Fixing a soundness hole was part of the initial motivation (and a breaking change)
Allowing coherence to recognize negative impls is another level above just having them
And that's what's going on in this particular case: coherence recognizes that the two blanket implementations mentioned in the comment don't overlap
It's a separate feature -- with_negative_coherence -- but I don't think it has its own tracking issue
Allowing negative where clauses is another level above that
Note that coherence can use negative reasoning to some extent today within a single crate. The implementation in question was necessary as part of the move to core because with that move, Box and Error become types in separate crates.
Perhaps some corrections or more details incoming from @CAD97 shortly....

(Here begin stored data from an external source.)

use rust_decimal::Decimal;
use serde::{Deserialize, Serialize};

/// Tax owed on the slice of salary that falls inside one bracket.
#[derive(Debug, Clone, PartialEq, Eq, Serialize, Deserialize)]
pub struct BracketLine {
    pub label: String,
    pub rate: Decimal,
    pub taxable_amount: Decimal,
    pub tax: Decimal,
}

/// A flat levy on the whole gross salary.
#[derive(Debug, Clone, PartialEq, Eq, Serialize, Deserialize)]
pub struct ContributionLine {
    pub label: String,
    pub rate: Decimal,
    pub amount: Decimal,
}

/// Full result of evaluating one gross salary.
///
/// Every amount is exact; rounding to the currency unit only happens when a
/// [`BreakdownReport`](crate::models::BreakdownReport) is built from it.
#[derive(Debug, Clone, PartialEq, Eq, Serialize, Deserialize)]
pub struct Breakdown {
    pub gross_salary: Decimal,
    pub contributions: Vec<ContributionLine>,
    pub bracket_lines: Vec<BracketLine>,
    pub total_contributions: Decimal,
    pub total_income_tax: Decimal,
    pub total_deductions: Decimal,
    pub net_salary: Decimal,
}

impl Breakdown {
    /// Sum of the taxable slices across all emitted bracket lines.
    pub fn allocated_income(&self) -> Decimal {
        self.bracket_lines.iter().map(|line| line.taxable_amount).sum()
    }
}
use rust_decimal::Decimal;
use rust_decimal_macros::dec;
use serde::Serialize;
use thiserror::Error;

use super::TaxBracket;

/// Label used for the social-contribution line item.
pub const DEFAULT_CONTRIBUTION_LABEL: &str = "Cotisation sociale";

/// Errors raised when a bracket table does not describe a valid schedule.
#[derive(Debug, Error, PartialEq, Eq)]
pub enum ScheduleError {
    #[error("no tax brackets provided")]
    NoTaxBrackets,

    #[error("first bracket must start at 0, found {0}")]
    FirstBracketNotAtZero(Decimal),

    #[error("bracket {index} ends at {upper} which is not above its start {lower}")]
    EmptyBracket {
        index: usize,
        lower: Decimal,
        upper: Decimal,
    },

    #[error("bracket {index} starts at {found} but the previous bracket ends at {expected}")]
    Discontinuous {
        index: usize,
        expected: Decimal,
        found: Decimal,
    },

    #[error("bracket {0} is unbounded but is not the last bracket")]
    UnboundedBeforeEnd(usize),

    #[error("last bracket must be unbounded")]
    BoundedLastBracket,

    #[error("rate {rate} of bracket {index} is outside [0, 1)")]
    BracketRateOutOfRange { index: usize, rate: Decimal },

    #[error("contribution rate {0} is outside [0, 1)")]
    ContributionRateOutOfRange(Decimal),
}

/// A validated income-tax bracket table plus the flat social-contribution
/// rate levied on the whole gross salary.
///
/// Brackets are sorted, contiguous, start at zero and end with an unbounded
/// band. Construction through [`BracketSchedule::new`] is the only way to
/// obtain one, so evaluators never need to re-check the table.
#[derive(Debug, Clone, PartialEq, Eq, Serialize)]
pub struct BracketSchedule {
    brackets: Vec<TaxBracket>,
    contribution_rate: Decimal,
    contribution_label: String,
}

impl BracketSchedule {
    /// Validates and builds a schedule.
    ///
    /// # Errors
    ///
    /// Returns a [`ScheduleError`] describing the first violated rule.
    pub fn new(
        brackets: Vec<TaxBracket>,
        contribution_rate: Decimal,
    ) -> Result<Self, ScheduleError> {
        Self::validate(&brackets, contribution_rate)?;

        Ok(Self {
            brackets,
            contribution_rate,
            contribution_label: DEFAULT_CONTRIBUTION_LABEL.to_string(),
        })
    }

    /// Replaces the label printed for the contribution line item.
    pub fn with_contribution_label(
        mut self,
        label: impl Into<String>,
    ) -> Self {
        self.contribution_label = label.into();
        self
    }

    /// The 2025 schedule for salaried employees in Benin: five ITS bands
    /// and the 3.6% employee CNSS contribution.
    pub fn benin_2025() -> Self {
        Self {
            brackets: vec![
                TaxBracket::new(dec!(0), Some(dec!(60000)), dec!(0.00)),
                TaxBracket::new(dec!(60000), Some(dec!(150000)), dec!(0.10)),
                TaxBracket::new(dec!(150000), Some(dec!(250000)), dec!(0.15)),
                TaxBracket::new(dec!(250000), Some(dec!(500000)), dec!(0.19)),
                TaxBracket::new(dec!(500000), None, dec!(0.30)),
            ],
            contribution_rate: dec!(0.036),
            contribution_label: DEFAULT_CONTRIBUTION_LABEL.to_string(),
        }
    }

    pub fn brackets(&self) -> &[TaxBracket] {
        &self.brackets
    }

    pub fn contribution_rate(&self) -> Decimal {
        self.contribution_rate
    }

    pub fn contribution_label(&self) -> &str {
        &self.contribution_label
    }

    fn validate(
        brackets: &[TaxBracket],
        contribution_rate: Decimal,
    ) -> Result<(), ScheduleError> {
        if !is_valid_rate(contribution_rate) {
            return Err(ScheduleError::ContributionRateOutOfRange(contribution_rate));
        }

        let first = brackets.first().ok_or(ScheduleError::NoTaxBrackets)?;
        if !first.lower_bound.is_zero() {
            return Err(ScheduleError::FirstBracketNotAtZero(first.lower_bound));
        }

        let last_index = brackets.len() - 1;
        let mut previous_upper: Option<Decimal> = None;

        for (index, bracket) in brackets.iter().enumerate() {
            if !is_valid_rate(bracket.rate) {
                return Err(ScheduleError::BracketRateOutOfRange {
                    index,
                    rate: bracket.rate,
                });
            }

            if let Some(expected) = previous_upper {
                if bracket.lower_bound != expected {
                    return Err(ScheduleError::Discontinuous {
                        index,
                        expected,
                        found: bracket.lower_bound,
                    });
                }
            }

            match bracket.upper_bound {
                Some(upper) if upper <= bracket.lower_bound => {
                    return Err(ScheduleError::EmptyBracket {
                        index,
                        lower: bracket.lower_bound,
                        upper,
                    });
                }
                Some(_) if index == last_index => return Err(ScheduleError::BoundedLastBracket),
                None if index != last_index => return Err(ScheduleError::UnboundedBeforeEnd(index)),
                _ => {}
            }

            previous_upper = bracket.upper_bound;
        }

        Ok(())
    }
}

impl Default for BracketSchedule {
    fn default() -> Self {
        Self::benin_2025()
    }
}

fn is_valid_rate(rate: Decimal) -> bool {
    rate >= Decimal::ZERO && rate < Decimal::ONE
}
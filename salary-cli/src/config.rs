//! Application configuration.
//!
//! Values come from, in increasing priority: built-in defaults, an optional
//! TOML file, environment variables, then command-line flags (applied by the
//! binary).
//!
//! ```toml
//! max_gross_salary = 15000000
//! contribution_rate = "0.036"
//! schedule_file = "brackets.csv"
//! log_level = "info"
//! log_file = "salary-calc.log"
//!
//! [solver]
//! tolerance = 1
//! max_iterations = 100
//! min_step = 1000
//! ```

use std::fs;
use std::path::{Path, PathBuf};

use rust_decimal::Decimal;
use rust_decimal_macros::dec;
use salary_core::{DEFAULT_MAX_GROSS_SALARY, SolverConfig};
use serde::Deserialize;
use thiserror::Error;

use crate::utils::parse_amount;

/// Environment variable overriding [`AppConfig::max_gross_salary`].
pub const MAX_GROSS_SALARY_ENV: &str = "MAX_GROSS_SALARY";

#[derive(Debug, Error)]
pub enum ConfigError {
    #[error("cannot read config file '{path}': {source}")]
    Read {
        path: String,
        #[source]
        source: std::io::Error,
    },

    #[error("invalid config file: {0}")]
    Parse(#[from] toml::de::Error),

    #[error("invalid value '{value}' for {key}")]
    InvalidOverride { key: &'static str, value: String },
}

#[derive(Debug, Clone, PartialEq, Eq, Deserialize)]
#[serde(default, deny_unknown_fields)]
pub struct AppConfig {
    /// Largest gross salary accepted; the net ceiling is derived from it.
    pub max_gross_salary: Decimal,

    /// Social-contribution rate levied on the whole gross salary.
    pub contribution_rate: Decimal,

    /// CSV bracket table replacing the built-in 2025 schedule.
    pub schedule_file: Option<PathBuf>,

    pub log_level: String,

    /// Append timestamped log records (including one per calculation) here.
    pub log_file: Option<PathBuf>,

    pub solver: SolverConfig,
}

impl Default for AppConfig {
    fn default() -> Self {
        Self {
            max_gross_salary: DEFAULT_MAX_GROSS_SALARY,
            contribution_rate: dec!(0.036),
            schedule_file: None,
            log_level: "info".to_string(),
            log_file: None,
            solver: SolverConfig::default(),
        }
    }
}

impl AppConfig {
    /// Loads the configuration file at `path`, or the defaults when no path
    /// is given.
    pub fn load(path: Option<&Path>) -> Result<Self, ConfigError> {
        match path {
            Some(path) => {
                let text = fs::read_to_string(path).map_err(|source| ConfigError::Read {
                    path: path.display().to_string(),
                    source,
                })?;
                Self::from_toml(&text)
            }
            None => Ok(Self::default()),
        }
    }

    pub fn from_toml(text: &str) -> Result<Self, ConfigError> {
        Ok(toml::from_str(text)?)
    }

    /// Applies environment overrides read through `lookup`.
    pub fn apply_env_overrides<F>(
        mut self,
        lookup: F,
    ) -> Result<Self, ConfigError>
    where
        F: Fn(&str) -> Option<String>,
    {
        if let Some(value) = lookup(MAX_GROSS_SALARY_ENV) {
            self.max_gross_salary =
                parse_amount(&value).map_err(|_| ConfigError::InvalidOverride {
                    key: MAX_GROSS_SALARY_ENV,
                    value,
                })?;
        }
        Ok(self)
    }
}
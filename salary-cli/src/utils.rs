use rust_decimal::Decimal;
use thiserror::Error;

/// Error returned when a string cannot be parsed as an amount.
#[derive(Debug, Error)]
pub enum ParseAmountError {
    #[error("an amount is required")]
    Empty,

    #[error("invalid amount '{input}': {source}")]
    Invalid {
        input: String,
        #[source]
        source: rust_decimal::Error,
    },
}

/// Normalizes input for decimal parsing: trims whitespace and removes the
/// thousands separators people type (commas, spaces, narrow no-break spaces).
fn normalize_amount_input(s: &str) -> String {
    s.trim()
        .chars()
        .filter(|c| !matches!(c, ',' | ' ' | '\u{a0}' | '\u{202f}'))
        .collect()
}

/// Parses a string into a [`Decimal`] amount.
///
/// Handles `,` and space as thousands separators (e.g. `"1,500,000"` or
/// `"1 500 000"`); `.` is always the decimal point. Negative values parse
/// successfully and are rejected later by the calculator.
pub fn parse_amount(s: &str) -> Result<Decimal, ParseAmountError> {
    let normalized = normalize_amount_input(s);
    if normalized.is_empty() {
        return Err(ParseAmountError::Empty);
    }
    normalized.parse().map_err(|e| {
        tracing::debug!(input = %s, "invalid amount: {}", e);
        ParseAmountError::Invalid {
            input: s.to_string(),
            source: e,
        }
    })
}

#[cfg(test)]
mod tests {
    use super::*;
    use rust_decimal_macros::dec;

    #[test]
    fn parse_amount_accepts_plain_numbers() {
        assert_eq!(parse_amount("100000").unwrap(), dec!(100000));
        assert_eq!(parse_amount("92400.50").unwrap(), dec!(92400.50));
    }

    #[test]
    fn parse_amount_accepts_thousands_separators() {
        assert_eq!(parse_amount("1,500,000").unwrap(), dec!(1500000));
        assert_eq!(parse_amount("1 500 000").unwrap(), dec!(1500000));
        assert_eq!(parse_amount("1\u{202f}500\u{202f}000").unwrap(), dec!(1500000));
    }

    #[test]
    fn parse_amount_trims_whitespace() {
        assert_eq!(parse_amount("  60000  ").unwrap(), dec!(60000));
    }

    #[test]
    fn parse_amount_keeps_the_sign() {
        assert_eq!(parse_amount("-100").unwrap(), dec!(-100));
    }

    #[test]
    fn parse_amount_rejects_empty_input() {
        assert!(matches!(parse_amount("   "), Err(ParseAmountError::Empty)));
    }

    #[test]
    fn parse_amount_rejects_non_numeric_input() {
        assert!(matches!(
            parse_amount("cent mille"),
            Err(ParseAmountError::Invalid { .. })
        ));
        assert!(parse_amount("1.500.000").is_err());
    }
}
use std::path::PathBuf;

use anyhow::Context;
use clap::{Parser, Subcommand};
use rust_decimal::Decimal;
use tracing::debug;

use salary_cli::config::AppConfig;
use salary_cli::logging::init_logging;
use salary_cli::render::{self, OutputFormat};
use salary_cli::utils::parse_amount;
use salary_cli::Calculator;

// ─── CLI definition ──────────────────────────────────────────────────────────

/// Benin 2025 salary calculator.
///
/// Computes the net salary for a gross amount (CNSS contribution and ITS
/// brackets), or estimates the gross salary needed for a desired net.
#[derive(Debug, Parser)]
#[command(name = "salary-calc", version)]
struct Cli {
    /// TOML configuration file.
    #[arg(long, global = true)]
    config: Option<PathBuf>,

    /// CSV bracket schedule replacing the built-in table.
    #[arg(long, global = true)]
    schedule: Option<PathBuf>,

    /// Output format.
    #[arg(long, global = true, value_enum, default_value_t = OutputFormat::Table)]
    format: OutputFormat,

    /// Log level or filter directives (overridden by `RUST_LOG`).
    #[arg(long, global = true)]
    log_level: Option<String>,

    /// Append timestamped log records to this file.
    #[arg(long, global = true)]
    log_file: Option<PathBuf>,

    /// Gross salary ceiling, in fCFA.
    #[arg(long, global = true, value_parser = parse_amount)]
    max_gross: Option<Decimal>,

    #[command(subcommand)]
    command: Command,
}

#[derive(Debug, Subcommand)]
enum Command {
    /// Gross to net breakdown.
    Gross {
        /// Gross monthly salary, e.g. `100000` or `1,500,000`.
        #[arg(value_parser = parse_amount, allow_hyphen_values = true)]
        amount: Decimal,
    },

    /// Net to gross estimate.
    Net {
        /// Desired net monthly salary.
        #[arg(value_parser = parse_amount, allow_hyphen_values = true)]
        amount: Decimal,
    },

    /// Print the gross and net ceilings.
    Limits,
}

/// File, then environment, then flags.
fn resolve_config(cli: &Cli) -> anyhow::Result<AppConfig> {
    let mut config = AppConfig::load(cli.config.as_deref())?
        .apply_env_overrides(|key| std::env::var(key).ok())?;

    if let Some(path) = &cli.schedule {
        config.schedule_file = Some(path.clone());
    }
    if let Some(level) = &cli.log_level {
        config.log_level = level.clone();
    }
    if let Some(path) = &cli.log_file {
        config.log_file = Some(path.clone());
    }
    if let Some(max_gross) = cli.max_gross {
        config.max_gross_salary = max_gross;
    }

    Ok(config)
}

// ─── entry point ─────────────────────────────────────────────────────────────

fn main() -> anyhow::Result<()> {
    let cli = Cli::parse();

    let config = resolve_config(&cli).context("failed to load configuration")?;
    init_logging(&config.log_level, config.log_file.as_deref())?;
    debug!(?config, "configuration resolved");

    let calculator = Calculator::from_config(&config)?;

    let output = match cli.command {
        Command::Gross { amount } => {
            let report = calculator.gross_to_net(amount)?;
            render::render_breakdown(&report, cli.format)?
        }
        Command::Net { amount } => {
            let report = calculator.net_to_gross(amount)?;
            render::render_inversion(&report, cli.format)?
        }
        Command::Limits => {
            render::render_limits(calculator.limits(), calculator.schedule(), cli.format)?
        }
    };

    println!("{}", output.trim_end());
    Ok(())
}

which for std means "this will never happen"... unless we get a Rust 2.0 ↩︎
Negative reasoning in coherence makes the ecosystem too brittle in general. ↩︎
This relies on an unstable feature to provide a promise of the lack of a trait implementation. If this weren't present, the coherence checker would conservatively assume that &str might implement Error in the future, and thus that the two implementations would overlap.
But actually, it seems that this isn't necessary with current Rust (trying similar impls in the playground works out fine), but it was at some point in the past. Or perhaps it's still needed as an artifact of the coherence split between std/alloc/core; downstream crates are always conservative about upstream adding new trait impls (when such a negative impl promise doesn't exist).